#### [Instructions for the task]
Reproduce all the entries, matching the original word for word.

#### [Task material]
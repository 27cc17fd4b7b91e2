//! Connection manager: opening, upgrading and deleting databases.

use crate::config::StoreConfig;
use crate::error::{StoreError, StoreResult};
use crate::migration::{MigrationPlan, MigrationReport};
use crate::request;
use std::cell::RefCell;
use std::rc::Rc;
use stowage_host::{HostConnection, HostError, HostErrorKind, StorageHost, UpgradeHandler, UpgradeScope};
use tracing::{info, warn};

/// What the upgrade handler left behind for the open call.
///
/// A report means the handler ran to completion. If the open still fails
/// the host aborted the version change afterwards.
#[derive(Default)]
struct UpgradeOutcome {
    report: Option<MigrationReport>,
    failure: Option<StoreError>,
}

/// An open connection plus the report of the upgrade it ran, if any.
pub(crate) struct Opened<C> {
    pub(crate) connection: C,
    pub(crate) report: Option<MigrationReport>,
}

fn upgrade_handler(plan: MigrationPlan, outcome: Rc<RefCell<UpgradeOutcome>>) -> UpgradeHandler {
    Box::new(move |scope: &mut dyn UpgradeScope| match plan.run(scope) {
        Ok(report) => {
            outcome.borrow_mut().report = Some(report);
            Ok(())
        }
        Err(err) => {
            let host_err = HostError::abort(err.to_string());
            outcome.borrow_mut().failure = Some(err);
            Err(host_err)
        }
    })
}

/// Opens `name` at `version`, running due migrations.
pub(crate) async fn connect<H: StorageHost>(
    host: &H,
    name: &str,
    version: u32,
    plan: &MigrationPlan,
    config: &StoreConfig,
) -> StoreResult<Opened<H::Connection>> {
    if name.is_empty() {
        return Err(StoreError::connection("database name must not be empty"));
    }
    if version == 0 {
        return Err(StoreError::connection("database version must be at least 1"));
    }

    let outcome = Rc::new(RefCell::new(UpgradeOutcome::default()));
    let handler = upgrade_handler(plan.clone(), Rc::clone(&outcome));
    let result = request::issue(|callback| host.open(name, Some(version), handler, callback)).await;

    let connection = match result {
        Ok(connection) => connection,
        Err(err) if err.is(HostErrorKind::Version) && config.reuse_newer_schema => {
            warn!(
                name,
                requested = version,
                "stored schema is newer than requested, reopening at the stored version"
            );
            request::issue(|callback| host.open(name, None, Box::new(|_| Ok(())), callback))
                .await
                .map_err(|e| {
                    StoreError::connection_from(format!("cannot reopen '{name}'"), e)
                })?
        }
        Err(err) => {
            let UpgradeOutcome { report, failure } = std::mem::take(&mut *outcome.borrow_mut());
            return Err(match (failure, report) {
                (Some(migration_err), _) => {
                    warn!(name, version, error = %migration_err, "schema upgrade aborted");
                    migration_err
                }
                (None, Some(_)) => {
                    warn!(name, version, error = %err, "host aborted completed schema upgrade");
                    StoreError::migration(format!(
                        "upgrade of '{name}' to version {version} was aborted by the host: {err}"
                    ))
                }
                (None, None) => StoreError::connection_from(
                    format!("cannot open '{name}' at version {version}"),
                    err,
                ),
            });
        }
    };

    let report = outcome.borrow_mut().report.take();
    info!(
        name,
        version = connection.version(),
        upgraded = report.is_some(),
        "opened database"
    );
    Ok(Opened { connection, report })
}

/// Deletes a database and its schema. Deleting a missing database succeeds.
///
/// # Errors
///
/// Returns [`StoreError::Connection`] if the host refuses.
pub async fn delete_database<H: StorageHost>(host: &H, name: &str) -> StoreResult<()> {
    if name.is_empty() {
        return Err(StoreError::connection("database name must not be empty"));
    }
    request::issue(|callback| host.delete_database(name, callback))
        .await
        .map_err(|e| StoreError::connection_from(format!("cannot delete '{name}'"), e))?;
    info!(name, "deleted database");
    Ok(())
}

#### [Written answer]
repository 27cc17fd4b7b91e2
//! Connection manager: opening, upgrading and deleting databases.

use crate::config::StoreConfig;
use crate::error::{StoreError, StoreResult};
use crate::migration::{MigrationPlan, MigrationReport};
use crate::request;
use std::cell::RefCell;
use std::rc::Rc;
use stowage_host::{HostConnection, HostError, HostErrorKind, StorageHost, UpgradeHandler, UpgradeScope};
use tracing::{info, warn};

/// What the upgrade handler left behind for the open call.
///
/// A report means the handler ran to completion. If the open still fails
/// the host aborted the version change afterwards.
#[derive(Default)]
struct UpgradeOutcome {
    report: Option<MigrationReport>,
    failure: Option<StoreError>,
}

/// An open connection plus the report of the upgrade it ran, if any.
pub(crate) struct Opened<C> {
    pub(crate) connection: C,
    pub(crate) report: Option<MigrationReport>,
}

fn upgrade_handler(plan: MigrationPlan, outcome: Rc<RefCell<UpgradeOutcome>>) -> UpgradeHandler {
    Box::new(move |scope: &mut dyn UpgradeScope| match plan.run(scope) {
        Ok(report) => {
            outcome.borrow_mut().report = Some(report);
            Ok(())
        }
        Err(err) => {
            let host_err = HostError::abort(err.to_string());
            outcome.borrow_mut().failure = Some(err);
            Err(host_err)
        }
    })
}

/// Opens `name` at `version`, running due migrations.
pub(crate) async fn connect<H: StorageHost>(
    host: &H,
    name: &str,
    version: u32,
    plan: &MigrationPlan,
    config: &StoreConfig,
) -> StoreResult<Opened<H::Connection>> {
    if name.is_empty() {
        return Err(StoreError::connection("database name must not be empty"));
    }
    if version == 0 {
        return Err(StoreError::connection("database version must be at least 1"));
    }

    let outcome = Rc::new(RefCell::new(UpgradeOutcome::default()));
    let handler = upgrade_handler(plan.clone(), Rc::clone(&outcome));
    let result = request::issue(|callback| host.open(name, Some(version), handler, callback)).await;

    let connection = match result {
        Ok(connection) => connection,
        Err(err) if err.is(HostErrorKind::Version) && config.reuse_newer_schema => {
            warn!(
                name,
                requested = version,
                "stored schema is newer than requested, reopening at the stored version"
            );
            request::issue(|callback| host.open(name, None, Box::new(|_| Ok(())), callback))
                .await
                .map_err(|e| {
                    StoreError::connection_from(format!("cannot reopen '{name}'"), e)
                })?
        }
        Err(err) => {
            let UpgradeOutcome { report, failure } = std::mem::take(&mut *outcome.borrow_mut());
            return Err(match (failure, report) {
                (Some(migration_err), _) => {
                    warn!(name, version, error = %migration_err, "schema upgrade aborted");
                    migration_err
                }
                (None, Some(_)) => {
                    warn!(name, version, error = %err, "host aborted completed schema upgrade");
                    StoreError::migration(format!(
                        "upgrade of '{name}' to version {version} was aborted by the host: {err}"
                    ))
                }
                (None, None) => StoreError::connection_from(
                    format!("cannot open '{name}' at version {version}"),
                    err,
                ),
            });
        }
    };

    let report = outcome.borrow_mut().report.take();
    info!(
        name,
        version = connection.version(),
        upgraded = report.is_some(),
        "opened database"
    );
    Ok(Opened { connection, report })
}

/// Deletes a database and its schema. Deleting a missing database succeeds.
///
/// # Errors
///
/// Returns [`StoreError::Connection`] if the host refuses.
pub async fn delete_database<H: StorageHost>(host: &H, name: &str) -> StoreResult<()> {
    if name.is_empty() {
        return Err(StoreError::connection("database name must not be empty"));
    }
    request::issue(|callback| host.delete_database(name, callback))
        .await
        .map_err(|e| StoreError::connection_from(format!("cannot delete '{name}'"), e))?;
    info!(name, "deleted database");
    Ok(())
}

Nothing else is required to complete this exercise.